Additional results obtained in congruent LiNbO3 samples show similar behaviour than in stoichiometric samples. As an illustration and, in the meantime, to show the influence of light polarisation, two sets of experiment performed in congruent LiNbO3 are presented in Fig. 4 . It comes into view that optimum confinement leads to tighter beam for extraordinary polarisation (Fig. 4(d)) than for ordinary polarisation (Fig. 4(c)) as expected from theory. Uncertainties on the value of crystal parameters prohibit quantitative prediction of the time evolution but the overall behaviour is correctly described by our numerical calculation. Note that the induction time to reach best focusing (t=tF) is dependent on light polarization. tF=3 min (Fig. 4(d)) or tF=9 min (Fig. 4(c)) for extraordinary or ordinary polarisation, respectively. This response time disparity can be attributed to the photorefractive field which has larger amplitude for ordinary light and thus takes a longer time to build-up . In addition the photoionization cross section can be polarisation dependent because of crystal anisotropy .
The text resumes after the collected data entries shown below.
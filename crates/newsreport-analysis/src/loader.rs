// SPDX-License-Identifier: PMPL-1.0-or-later
// Copyright (c) 2026 Jonathan D.A. Jewell (hyperpolymath) <jonathan.jewell@open.ac.uk>
//
// Export loader — read a news-reader JSON export from disk.
//
// No schema validation happens here beyond what parsing requires. Missing and
// unknown fields are resolved by the default-substituting deserialisers in
// `newsreport_core::types`.

use std::io::ErrorKind;
use std::path::{Path, PathBuf};

use newsreport_core::NewsExport;
use newsreport_core::error::{ReportError, Result};
use serde::de::Error as _;
use tracing::{debug, info, instrument};

/// Load and parse the export at `path`.
///
/// A missing file is reported as [`ReportError::NotFound`], malformed JSON as
/// [`ReportError::Parse`].
#[instrument(skip_all, fields(path = %path.as_ref().display()))]
pub fn load_export(path: impl AsRef<Path>) -> Result<NewsExport> {
    let path = path.as_ref();
    let raw = std::fs::read_to_string(path).map_err(|err| match err.kind() {
        ErrorKind::NotFound => ReportError::NotFound {
            path: path.to_path_buf(),
        },
        _ => ReportError::Io(err),
    })?;

    info!(bytes = raw.len(), "Export read");

    let export = decode(&raw).map_err(|source| ReportError::Parse {
        path: path.to_path_buf(),
        source,
    })?;
    log_shape(&export);
    Ok(export)
}

/// Parse an export already held in memory.
pub fn parse_export(raw: &str) -> Result<NewsExport> {
    let export = decode(raw).map_err(|source| ReportError::Parse {
        path: PathBuf::from("<memory>"),
        source,
    })?;
    log_shape(&export);
    Ok(export)
}

fn decode(raw: &str) -> std::result::Result<NewsExport, serde_json::Error> {
    let raw = raw.strip_prefix('\u{feff}').unwrap_or(raw);
    let value: serde_json::Value = serde_json::from_str(raw)?;
    if !value.is_object() {
        return Err(serde_json::Error::custom(
            "top-level value of a news export must be a JSON object",
        ));
    }
    serde_json::from_value(value)
}

fn log_shape(export: &NewsExport) {
    debug!(
        articles = export.articles.len(),
        categories = export.categories.len(),
        bookmarks = export.bookmarks.len(),
        reading_list = export.reading_list.len(),
        reading_history = export.reading_history.len(),
        "Export parsed"
    );
}

#[cfg(test)]
mod tests {
    use super::*;
    use std::io::Write;

    #[test]
    fn loads_export_from_file() {
        let mut file = tempfile::NamedTempFile::new().unwrap();
        write!(
            file,
            r#"{{"articles": [{{"title": "A", "views": 3}}], "bookmarks": [1, 2]}}"#
        )
        .unwrap();

        let export = load_export(file.path()).unwrap();
        assert_eq!(export.articles.len(), 1);
        assert_eq!(export.bookmarks.len(), 2);
    }

    #[test]
    fn missing_file_is_not_found() {
        let dir = tempfile::tempdir().unwrap();
        let path = dir.path().join("absent.json");

        let err = load_export(&path).unwrap_err();
        assert!(matches!(err, ReportError::NotFound { path: ref p } if *p == path));
        assert!(err.is_input_error());
    }

    #[test]
    fn malformed_json_is_parse_error() {
        let mut file = tempfile::NamedTempFile::new().unwrap();
        write!(file, r#"{{"articles": [}}"#).unwrap();

        let err = load_export(file.path()).unwrap_err();
        assert!(matches!(err, ReportError::Parse { .. }));
    }

    #[test]
    fn non_object_document_is_parse_error() {
        let err = parse_export("[1, 2, 3]").unwrap_err();
        assert!(matches!(err, ReportError::Parse { .. }));
    }

    #[test]
    fn wrong_typed_collection_loads_as_empty() {
        let export = parse_export(r#"{"bookmarks": {}, "userPreferences": []}"#).unwrap();
        assert!(export.bookmarks.is_empty());
        assert_eq!(export.user_preferences, Default::default());
    }

    #[test]
    fn malformed_article_is_parse_error() {
        let err = parse_export(r#"{"articles": ["headline"]}"#).unwrap_err();
        assert!(matches!(err, ReportError::Parse { .. }));
    }

    #[test]
    fn byte_order_mark_is_skipped() {
        let export = parse_export("\u{feff}{\"bookmarks\": [{}]}").unwrap();
        assert_eq!(export.bookmarks.len(), 1);
    }

    #[test]
    fn extra_fields_are_ignored() {
        let export = parse_export(r#"{"version": 2, "articles": [], "exportedBy": "app"}"#).unwrap();
        assert!(export.articles.is_empty());
    }
}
For a given temperature change DT, which is the experimental parameter that dictates the amplitude of the nonlinear effect, the beam profile to launch in order to obtain propagation with an invariant transverse profile can be determined. Such a solitonic propagation is depicted in the numerical results in Fig. 1. The corresponding experimental demonstration of a spatial soliton supported by crystal spontaneous polarisation is shown in Fig. 5 . An extraordinary polarized 15µm FWHM pyroliton is obtained when crystal temperature is raised 10°C above room temperature as witnessed by the similar beam profile at the input (Fig. 5(a)) and output (Fig. 5(b)) face of the crystal. Note that these solitons are obtained in quasi-steady-state regime  since longer exposure time shows beam broadening. A solution to form steady-state narrow solitons could be to artificially increase the dark irradiance with the help of a uniform background illumination as for screening solitons . Also note that once spatial soliton is formed, beam can be switched off and crystal can be reset to room temperature without altering the induced guiding structure. Due to the high resistivity of LiNbO3 long living waveguides are thus memorised in the crystal and can thus be practically used to guide low power beams at different wavelengths. Indeed photorefractive effect is negligible for low power visible beam or at near I. R. telecommunication wavelengths. In such a situation induced waveguides are memorized even if LiNbO3 sample temperature changes.
The concept of beam self-trapping using spontaneous polarisation of ferroelectric crystal has been presented. Amplitude and sign of the nonlinear focusing effect is simply triggered and controlled by crystal temperature via the pyrolectric effect. Experimental demonstrations have been performed in LiNbO3 crystals and spatial solitons, named pyroliton, have been obtained. Photonic grade undoped congruent or stoichiometric LiNbO3 samples reveal efficient beam self-confinement under moderate temperature change on the order of 10°C. This powerful and easy to control optical nonlinearity can be advantageously employed to induce structures such as gratings, complex lattices or 3-D integrated circuits even inside large size medium. It is important to note that the reported effect could potentially be obtained in other pyroelectric photorefractive crystals providing characteristics such as long pyroelectric field decay time and large enough pyroelectric field amplitude are present.